Satu hal yang menarik perhatianku, di ikat pinggangnya yang berwarna hitam terdapat katana dengan untaian rantai hitam di ujung gagangnya.

"Ah! A-aku dimana?" perasaan panik mulai menyelimutiku ketika ia memberitahuku ini jam berapa. Ia hanya menyeringai sambil menutupi kedua mata ambernya dengan bayangan rambut. Tak kusangka ia kembali menghilang dan muncul di sebelah kananku. Nafasnya kurasakan merayap pelan di wajahku. Tanpa menengok, aku bisa melihat wajahnya berada dekat dengan wajahku dari ujung mataku.

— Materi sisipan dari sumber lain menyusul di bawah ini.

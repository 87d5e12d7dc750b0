// Copyright 2025 Crrow
//
// Licensed under the Apache License, Version 2.0 (the "License");
// you may not use this file except in compliance with the License.
// You may obtain a copy of the License at
//
//      http://www.apache.org/licenses/LICENSE-2.0
//
// Unless required by applicable law or agreed to in writing, software
// distributed under the License is distributed on an "AS IS" BASIS,
// WITHOUT WARRANTIES OR CONDITIONS OF ANY KIND, either express or implied.
// See the License for the specific language governing permissions and
// limitations under the License.

use std::{path::Path, time::Duration};

use serde::{Deserialize, Serialize};
use smart_default::SmartDefault;
use snafu::ResultExt;
use visty_common_telemetry::logging::LoggingOptions;
use visty_store::DatabaseConfig;

use crate::err::{ParseConfigSnafu, ReadConfigSnafu, Result};

/// Application configuration
#[derive(Debug, Clone, Default, bon::Builder)]
pub struct AppConfig {
    /// Database configuration
    #[builder(default, getter)]
    pub database: DatabaseConfig,
    /// Application-level configuration
    #[builder(default, getter)]
    pub app:      ApplicationConfig,
    /// Logging configuration
    #[builder(default, getter)]
    pub logging:  LoggingOptions,
}

/// Application-level configuration
#[derive(Debug, Clone, PartialEq, Eq, Serialize, Deserialize, SmartDefault, bon::Builder)]
#[serde(default)]
pub struct ApplicationConfig {
    /// Storage key of the persisted player state.
    #[default = "persist:visty"]
    #[builder(default = "persist:visty".to_string(), into)]
    pub storage_key: String,

    /// Events buffered per bus subscriber before it starts missing them.
    #[default = 256]
    #[builder(default = 256)]
    pub bus_capacity: usize,

    /// Tick of the live-media sampler, in milliseconds. Zero is read as 1.
    #[default = 250]
    #[builder(default = 250)]
    pub sample_interval_ms: u64,

    /// Recreate the windows of the previous run at startup.
    #[default = true]
    #[builder(default = true)]
    pub restore_windows: bool,
}

impl ApplicationConfig {
    pub const fn sample_interval(&self) -> Duration {
        match self.sample_interval_ms {
            0 => MIN_SAMPLE_INTERVAL,
            ms => Duration::from_millis(ms),
        }
    }
}

const MIN_SAMPLE_INTERVAL: Duration = Duration::from_millis(1);

/// The parts of [`AppConfig`] a user may override in `config.json`.
#[derive(Debug, Default, Deserialize)]
#[serde(default)]
struct ConfigFile {
    app:     ApplicationConfig,
    logging: LoggingOptions,
}

impl AppConfig {
    /// Reads overrides from a JSON file. A missing file yields the defaults;
    /// an unreadable or malformed one is an error.
    pub fn load(path: &Path) -> Result<Self> {
        let file = match std::fs::read_to_string(path) {
            Ok(text) => serde_json::from_str::<ConfigFile>(&text).context(ParseConfigSnafu { path })?,
            Err(e) if e.kind() == std::io::ErrorKind::NotFound => ConfigFile::default(),
            Err(e) => return Err(e).context(ReadConfigSnafu { path }),
        };

        Ok(Self {
            database: DatabaseConfig::default(),
            app:      file.app,
            logging:  file.logging,
        })
    }

    #[must_use]
    pub fn with_database_path(mut self, path: impl Into<std::path::PathBuf>) -> Self {
        self.database.db_path = path.into();
        self
    }
}
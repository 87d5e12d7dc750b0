// Copyright 2025 Crrow
//
// Licensed under the Apache License, Version 2.0 (the "License");
// you may not use this file except in compliance with the License.
// You may obtain a copy of the License at
//
//      http://www.apache.org/licenses/LICENSE-2.0
//
// Unless required by applicable law or agreed to in writing, software
// distributed under the License is distributed on an "AS IS" BASIS,
// WITHOUT WARRANTIES OR CONDITIONS OF ANY KIND, either express or implied.
// See the License for the specific language governing permissions and
// limitations under the License.

//! In-memory state of the player: one entry per window plus the shared
//! default settings.

mod settings;
mod store;
mod values;
mod window;

pub use settings::{SettingsPatch, SettingsState, ViewMode};
pub use store::{ChangeSource, StoreChange, StoreEvent, StoreSnapshot, WindowStore};
pub use values::{LoopRange, PlaybackRate, Volume, Zoom};
pub use window::{LoadStatus, WindowId, WindowIndex, WindowPatch, WindowState};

Nafasku memburu cepat ketika tangan kanannya keluar dari saku dan hendak menjangkau daguku. Ketika jari-jari panjangnya menyentuh ujung daguku, aku tersentak. Sentuhannya terasa seperti es, membuat tubuhku sedikit bergetar dan bulu romaku berdiri. Perlahan ia duduk di samping kakiku dan menghadapku. Jari-jarinya yang memegang daguku mulai ia gerakkan hingga aku bisa menatapnya tepat di mata. Dengan mulut yang sedikit terbuka, aku semakin gemetar merasakan hawa yang berasal darinya. Ia terasa begitu dingin dan jauh. Entah apa yang terjadi padaku. Biasanya aku akan memukul siapapun yang berada terlalu dekat denganku sampai ia tak bisa berdiri. Tapi aku tak bisa melakukan apapun terhadapnya. Mungkin aku terlalu takut bereaksi di bawah tatapan ambernya itu.

'A-apa? Apa yang harus kulakukan? A-aku, aku ingin pulang. Renji...'

Seketika seringai miliknya menghilang. Kerutan dahinya semakin dalam dan ekspresi wajahnya menjadi datar, tidak seperti tadi. Hawa di sekitarnya pun semakin dingin. Aku merasa bisa membeku hanya dengan duduk diam di sampingnya. Jari-jarinya yang tadi memegang daguku kini mulai naik dan berdiam di pipi kiriku.

"Renji? Kau milikku. Takkan kubiarkan orang lain mengambilmu dariku. Hanya milikku." Pernyataan—bukan, perintah—yang ia utarakan membuatku sakit. Aku tak ingin dimiliki oleh makhluk sepertinya. Aku ingin pulang. Aku ingin bertemu dengan semua temanku, berharap ini hanya mimpi buruk dan aku akan terbangun di ranjang milikku di apartemen.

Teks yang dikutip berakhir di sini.